Кровь ацтека. Тропой Предков — страница 36 из 77

Не поднимая головы над кустами, я снова пополз наверх, но на этот раз на гребень, где был виден как на ладони, уже больше вылезать не стал.

Треск кустов, через которые проламывался надсмотрщик, погнал меня дальше. У меня имелось оружие — нож размера, дозволявшегося метисам, — но иллюзий относительно возможного исхода схватки я не питал. Испанец был гораздо крупнее и сильнее тощего пятнадцатилетнего парнишки, да и с ножом против шпаги много не навоюешь.

Снизу доносился голос Рамона, требовавшего поскорее найти меня, и это придавало мне прыти, однако, когда склон сделался почти отвесным, я замешкался, сорвался и, шлёпнувшись с высоты полудюжины футов, так приложился спиной, что из меня буквально вышибло весь воздух. Некоторое время я лежал без движения, а когда треск в кустах, совсем поблизости, заставил-таки меня кое-как подняться на ноги, было уже поздно.

На прогалину вывалился из зарослей надсмотрщик: рослый, костистый, краснорожий малый с коротко стриженными рыжими волосами и бородкой. Он вспотел и весь запыхался, но при виде меня по-волчьи оскалился.

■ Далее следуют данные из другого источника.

/// A sequence number whose ACK is lost is retransmitted once and delivered once
#[test]
fn lost_ack_test() {
    let mut link = Link::new(Config::default());
    for index in 0..4 {
        link.enqueue(packet(index, 10));
    }

    let frames: Vec<_> = core::iter::from_fn(|| link.transmit(100)).collect();
    assert_eq!(frames.len(), 4);
    assert_eq!(link.sender.outstanding(), 4);

    for frame in &frames {
        link.receive(frame);
    }
    let acks = link.take_acks();
    assert_eq!(acks, [0, 1, 2, 3]);
    for sequence_number in [0, 2, 3] {
        link.ack(sequence_number);
    }
    assert_eq!(link.sender.outstanding(), 1);
    assert_eq!(
        link.delivered(),
        (0..4).map(|index| packet(index, 10)).collect::<Vec<_>>()
    );

    link.tick();
    assert_eq!(link.now, Timestamp::ZERO + Duration::from_millis(600));
    assert_eq!(link.sender.tx_buffer_size_in_bytes(), frames[1].len());

    // too small for the pending retransmission and nothing new to send
    assert!(link.transmit(frames[1].len() - 1).is_none());

    let retransmitted = link.transmit(100).unwrap();
    assert_eq!(retransmitted, frames[1]);
    assert_eq!(link.sender.tx_buffer_size_in_bytes(), 0);

    link.receive(&retransmitted);
    link.forward_acks();
    assert_eq!(link.sender.outstanding(), 0);
    assert!(link.delivered().is_empty());

    let retransmissions: Vec<_> = link
        .events()
        .filter_map(|event| match event {
            Event::ArqPduTransmitted(event) if event.is_retransmission => Some(event.clone()),
            _ => None,
        })
        .collect();
    assert_eq!(
        retransmissions,
        [event::ArqPduTransmitted {
            flow_id: FLOW,
            sequence_number: 1,
            bytes: frames[1].len(),
            retransmission_count: 1,
            is_retransmission: true,
        }]
    );

    let delivered = link
        .events()
        .filter(|event| matches!(event, Event::PacketReassembled(_)))
        .count();
    assert_eq!(delivered, 4);
}

#[test]
fn lost_frame_reordering_test() {
    let mut link = Link::new(Config::default());
    for index in 0..4 {
        link.enqueue(packet(index, 10));
    }

    let frames: Vec<_> = core::iter::from_fn(|| link.transmit(100)).collect();
    for (index, frame) in frames.iter().enumerate() {
        if index != 1 {
            link.receive(frame);
        }
    }
    link.forward_acks();
    assert_eq!(link.delivered(), [packet(0, 10)]);
    assert_eq!(link.receiver.reordering_len(), 2);
    assert_eq!(link.receiver.next_expected(), 1);

    link.tick();
    let retransmitted = link.transmit(100).unwrap();
    link.receive(&retransmitted);
    link.forward_acks();

    assert_eq!(
        link.delivered(),
        (1..4).map(|index| packet(index, 10)).collect::<Vec<_>>()
    );
    assert_eq!(link.receiver.reordering_len(), 0);
    assert_eq!(link.receiver.next_expected(), 4);
    assert_eq!(link.sender.outstanding(), 0);
    assert_eq!(link.sender.next_expiration(), None);
    assert_eq!(link.receiver.next_expiration(), None);
}

#[test]
fn flush_test() {
    let config = Config::new().with_window_size(1).unwrap();
    let mut link = Link::new(config);
    link.enqueue(packet(0, 10));
    link.enqueue(packet(1, 10));

    let first = link.transmit(100).unwrap();
    // the window is exhausted until the first frame leaves it
    assert!(link.transmit(100).is_none());

    for retransmission in 1..=2 {
        link.tick();
        assert_eq!(link.transmit(100).unwrap(), first);
        let Some(Event::ArqPduTransmitted(event)) = link.events().last() else {
            panic!("expected a transmission");
        };
        assert_eq!(event.retransmission_count, retransmission);
    }

    link.tick();
    assert_eq!(link.now, Timestamp::ZERO + Duration::from_millis(1800));
    assert_eq!(link.sender.outstanding(), 0);
    assert!(link.events().any(|event| {
        *event
            == Event::ArqPduFlushed(event::ArqPduFlushed {
                flow_id: FLOW,
                sequence_number: 0,
                retransmission_count: 2,
                bytes: first.len(),
            })
    }));

    // the released sequence number frees the window for the next frame
    let second = link.transmit(100).unwrap();
    assert_eq!(second[0], 1);
    link.receive(&second);
    link.forward_acks();
    assert_eq!(link.sender.outstanding(), 0);
}

#[test]
fn expiry_while_pending_retransmission_test() {
    let config = Config::new().with_max_retransmissions(1).unwrap();
    let mut link = Link::new(config);
    link.enqueue(packet(0, 10));
    let frame = link.transmit(100).unwrap();

    link.tick();
    assert_eq!(link.sender.tx_buffer_size_in_bytes(), frame.len());

    // never retransmitted, so the second expiry exhausts the budget
    link.tick();
    assert_eq!(link.sender.outstanding(), 0);
    assert_eq!(link.sender.tx_buffer_size_in_bytes(), 0);
    assert!(link.transmit(100).is_none());
}

#[test]
fn window_test() {
    let config = Config::new().with_window_size(2).unwrap();
    let mut link = Link::new(config);
    for index in 0..3 {
        link.enqueue(packet(index, 10));
    }

    assert!(link.transmit(100).is_some());
    assert!(link.transmit(100).is_some());
    assert!(link.transmit(100).is_none());

    // the window slides only once its oldest number is released
    link.ack(1);
    assert!(link.transmit(100).is_none());
    link.ack(0);
    assert_eq!(link.transmit(100).unwrap()[0], 2);
}

#[test]
fn unknown_ack_test() {
    let mut link = Link::new(Config::default());
    link.ack(5);
    assert_eq!(
        link.events().collect::<Vec<_>>(),
        [&Event::ArqAckReceived(event::ArqAckReceived {
            flow_id: FLOW,
            sequence_number: 5,
            known: false,
        })]
    );
}

#[test]
fn waiting_timer_skip_test() {
    let mut link = Link::new(Config::default());
    link.enqueue(packet(0, 30));
    link.enqueue(packet(1, 5));

    // start, continuation, end and a full PDU
    let frames: Vec<_> = core::iter::from_fn(|| link.transmit(16)).collect();
    assert_eq!(frames.len(), 4);

    for (index, frame) in frames.iter().enumerate() {
        if index != 1 {
            link.receive(frame);
        }
    }
    assert_eq!(link.take_acks(), [0, 2, 3]);
    assert!(link.delivered().is_empty());

    // the sender gives up on the lost frame first
    for sequence_number in [0, 2, 3] {
        link.ack(sequence_number);
    }
    while link.receiver.reordering_len() > 0 {
        link.tick();
    }
    assert_eq!(link.now, Timestamp::ZERO + Duration::from_millis(1800));

    assert_eq!(link.delivered(), [packet(1, 5)]);
    assert_eq!(link.receiver.next_expected(), 4);
    // the expired entry is acknowledged once more
    assert_eq!(link.take_acks(), [2]);

    let skipped: Vec<_> = link
        .events()
        .filter_map(|event| match event {
            Event::ArqGapSkipped(event) => Some((event.start, event.end)),
            _ => None,
        })
        .collect();
    assert_eq!(skipped, [(1, 2)]);

    let dropped: Vec<_> = link
        .events()
        .filter_map(|event| match event {
            Event::PacketDropped(event) => Some(event.bytes),
            _ => None,
        })
        .collect();
    // the buffered start and the orphaned end
    assert_eq!(dropped, [11, 6]);
}

#[test]
fn duplicate_frame_test() {
    let mut link = Link::new(Config::default());
    link.enqueue(packet(0, 10));
    link.enqueue(packet(1, 10));
    let first = link.transmit(100).unwrap();
    let second = link.transmit(100).unwrap();

    link.receive(&second);
    link.receive(&second);
    link.receive(&first);
    link.receive(&first);

    assert_eq!(link.take_acks(), [1, 1, 0, 0]);
    assert_eq!(link.delivered(), [packet(0, 10), packet(1, 10)]);
}

#[test]
fn malformed_frame_test() {
    let mut link = Link::new(Config::new().with_header_size(4).unwrap());
    link.receive(&[]);
    link.receive(&[0, 0, 0]);
    assert!(link.take_acks().is_empty());
    assert_eq!(link.receiver.next_expected(), 0);
}

#[test]
fn missing_control_sink_test() {
    let mut sender = Encapsulator::new(Config::default(), TERMINAL, GATEWAY, FLOW);
    let mut receiver = Encapsulator::new(Config::default(), TERMINAL, GATEWAY, FLOW);
    sender.enqueue(packet(0, 10)).unwrap();
    let frame = sender
        .notify_tx_opportunity(100, Timestamp::ZERO, &mut ())
        .unwrap();

    let error = receiver
        .on_frame_received(&frame, Timestamp::ZERO, &mut ())
        .unwrap_err();
    assert_eq!(*error.kind(), Kind::MissingControlSink);
}

#[test]
fn padded_header_test() {
    let config = Config::new().with_header_size(3).unwrap();
    let mut link = Link::new(config);
    link.enqueue(packet(0, 10));

    // no room for any payload behind the padded header
    assert!(link.transmit(7).is_none());
    let frame = link.transmit(14).unwrap();
    assert_eq!(frame.len(), 14);

    link.receive(&frame);
    assert_eq!(link.delivered(), [packet(0, 10)]);
}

— Сейчас я вырежу твоё сердце, chico, — пообещал он, указывая на меня обнажённым клинком.

Я в ужасе попятился, слыша в кустах за его спиной шаги и понимая, что сейчас здесь появится ещё и Рамон. Надсмотрщик тоже услышал эти шаги и обернулся — но мы оба увидели вовсе не Рамона. Picaro по имени Матео шагнул навстречу надсмотрщику с клинком в руках.

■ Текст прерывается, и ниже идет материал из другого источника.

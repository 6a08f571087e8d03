// Copyright Amazon.com, Inc. or its affiliates. All Rights Reserved.
// SPDX-License-Identifier: Apache-2.0

//! Capacity of a single physical frame of the return link
//!
//! A frame consists of a number of carriers sharing a set of waveforms. The
//! [`Allocator`] trait is the seam the superframe allocator composes over;
//! [`FrameAllocator`] is the reference implementation.

use crate::{
    address::Address,
    event,
    service::RcIndex,
    time::Timestamp,
};
use core::fmt;

mod allocator;
mod config;
mod tbtp;

pub use allocator::FrameAllocator;
pub use config::{Config, Waveform};
pub use tbtp::{Tbtp, TimeSlot, UtAllocInfo, UtAllocInfoMap};

/// Congestion control level used while admitting terminals
///
/// Levels are ordered from the leanest to the richest, so `Ord` compares the
/// amount of demand a level includes.
#[derive(Clone, Copy, Debug, PartialEq, Eq, PartialOrd, Ord, Hash)]
pub enum CcLevel {
    /// Constant rate assignment only
    Cra,
    /// CRA and the minimum guaranteed RBDC
    CraMinRbdc,
    /// CRA and the full RBDC request
    CraRbdc,
    /// CRA, RBDC and VBDC
    CraRbdcVbdc,
}

impl CcLevel {
    /// All levels in the order they are tried during admission
    pub const DESCENDING: [Self; 4] = [
        Self::CraRbdcVbdc,
        Self::CraRbdc,
        Self::CraMinRbdc,
        Self::Cra,
    ];
}

impl fmt::Display for CcLevel {
    fn fmt(&self, f: &mut fmt::Formatter<'_>) -> fmt::Result {
        let name = match self {
            Self::Cra => "CRA",
            Self::CraMinRbdc => "CRA+minRBDC",
            Self::CraRbdc => "CRA+RBDC",
            Self::CraRbdcVbdc => "CRA+RBDC+VBDC",
        };
        f.write_str(name)
    }
}

/// Reason a terminal received no grant this allocation cycle
#[derive(Clone, Copy, Debug, PartialEq, Eq, thiserror::Error)]
pub enum AllocationFailure {
    #[error("no frame supports the channel quality of the terminal")]
    UnsupportedChannelQuality,
    #[error("no congestion control level admits the request")]
    Congested,
}

/// Demand of one request class in bytes per superframe
#[derive(Clone, Copy, Debug, Default, PartialEq, Eq)]
pub struct RcDemand {
    pub cra_bytes: u32,
    /// Part of the RBDC demand that is always guaranteed
    pub min_rbdc_bytes: u32,
    /// Full RBDC demand, including the guaranteed part
    pub rbdc_bytes: u32,
    pub vbdc_bytes: u32,
}

/// A terminal's request for one allocation cycle
#[derive(Clone, Debug, PartialEq)]
pub struct AllocationRequest {
    pub terminal: Address,
    /// C/N0 estimate of the terminal's return link, in dBHz
    pub cno: f64,
    /// Whether a control slot must be granted regardless of demand
    pub control_slot: bool,
    /// Demand indexed by request class
    pub demand: Vec<RcDemand>,
}

impl AllocationRequest {
    pub fn new(terminal: Address, cno: f64) -> Self {
        Self {
            terminal,
            cno,
            control_slot: false,
            demand: Vec::new(),
        }
    }

    pub fn with_control_slot(mut self, enabled: bool) -> Self {
        self.control_slot = enabled;
        self
    }

    pub fn with_demand(mut self, rc: RcIndex, demand: RcDemand) -> Self {
        let idx = rc as usize;
        if self.demand.len() <= idx {
            self.demand.resize(idx + 1, RcDemand::default());
        }
        self.demand[idx] = demand;
        self
    }
}

/// Admission control and slot generation for one frame
pub trait Allocator {
    fn id(&self) -> u8;

    /// Removes every admitted terminal
    fn reset(&mut self);

    /// Returns the most efficient waveform supported at `cno`, if any
    fn best_waveform(&self, cno: f64) -> Option<u32>;

    /// Share of the frame's symbols used by the admitted demand at `level`
    fn cc_load(&self, level: CcLevel) -> f64;

    /// Admits `request` at `level` using `waveform_id`
    ///
    /// Returns false without modifying any state if the frame cannot carry the
    /// request.
    fn allocate(&mut self, level: CcLevel, request: &AllocationRequest, waveform_id: u32) -> bool;

    /// Distributes the symbols of the frame among the admitted terminals
    fn pre_allocate_symbols(&mut self, target_load: f64, fca_enabled: bool);

    /// Appends the time slots of every admitted terminal to `tbtps`
    #[allow(clippy::too_many_arguments)]
    fn generate_time_slots<Sub: event::Subscriber>(
        &mut self,
        tbtps: &mut Vec<Tbtp>,
        max_size_bytes: usize,
        ut_alloc: &mut UtAllocInfoMap,
        rc_based: bool,
        now: Timestamp,
        subscriber: &mut Sub,
    );

    /// Payload of one carrier filled with the most robust waveform
    fn min_carrier_payload_bytes(&self) -> u32;

    /// Payload of a single slot using the most robust waveform
    fn most_robust_slot_payload_bytes(&self) -> u32;
}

Тот моментально присел, выставив вперёд оружие, но клинок Матео сверкнул так стремительно, что я не заметил движения, а мой враг не успел даже поднять меч, чтобы отразить удар. Долю мгновения он стоял неподвижно, как статуя, — а потом его голова отделилась от тела и, упав наземь, подскочила, словно мячик. Тело обмякшей кучей осело рядом.

Я не мог пошевелиться, а так и застыл, в изумлении и ужасе разинув рот.

Матео жестом указал на обрывистый берег позади меня.

— Река! Беги!

Не говоря ни слова, я повернулся, бросился в указанном направлении и, хотя до воды было добрых пятьдесят футов, не колеблясь сиганул вниз, с силой ударился о воду, погрузился чуть не до самого дна, основательно нахлебавшись, но вынырнул. Пенящийся поток понёс меня вниз по течению, тогда как сверху, перекрывая плеск воды, разносился голос Рамона, тщетно призывавшего своего пособника.

32


Поскольку мне всё равно было некуда идти, я последовал указаниям отца Антонио и стал ждать его у развилки дороги. Наконец он появился верхом на муле. Брата Хуана с ним не было, вьючные корзины пустовали, а на лице доброго клирика застыл испуг.

   — Кристо! Ты убил человека, отсёк ему голову.

   — Я не убивал его.

И я рассказал отцу Антонио обо всём, что произошло.

   — Это не имеет значения. Они обвинят тебя. Залезай.

Он помог мне взобраться на мула позади себя.

   — Куда мы поедем? — спросил я, покачиваясь на спине у мула.

   — Обратно в Веракрус.

   — Но ты же сам говорил...

   — Испанец мёртв, и обвиняют в этом тебя. У меня нет ни единого друга, который предложит убежище метису, разыскиваемому за убийство испанца. Тебя найдут и прикончат на месте. Ради полукровки никто и суда не станет устраивать.

   — И что же мне делать?

   — Нам придётся вернуться обратно в город. Единственная моя надежда — найти донью, пока она ещё не уехала из города, и попытаться убедить её, что ты не причинишь никому вреда. Пока я этим занимаюсь, тебе придётся скрываться у своих друзей léperos. Если ничего не получится, я посажу тебя на одну из лодок, которые перевозят товары к побережью Юкатана, земли майя. Это самая необжитая часть Новой Испании, в тамошних джунглях тебя не найдут, даже если пошлют на поиски армию. Я дам тебе денег, сколько смогу. Но вернуться, сын мой, ты уже не сможешь. Убийство испанца — это преступление, за которое для таких, как ты, прощения нет.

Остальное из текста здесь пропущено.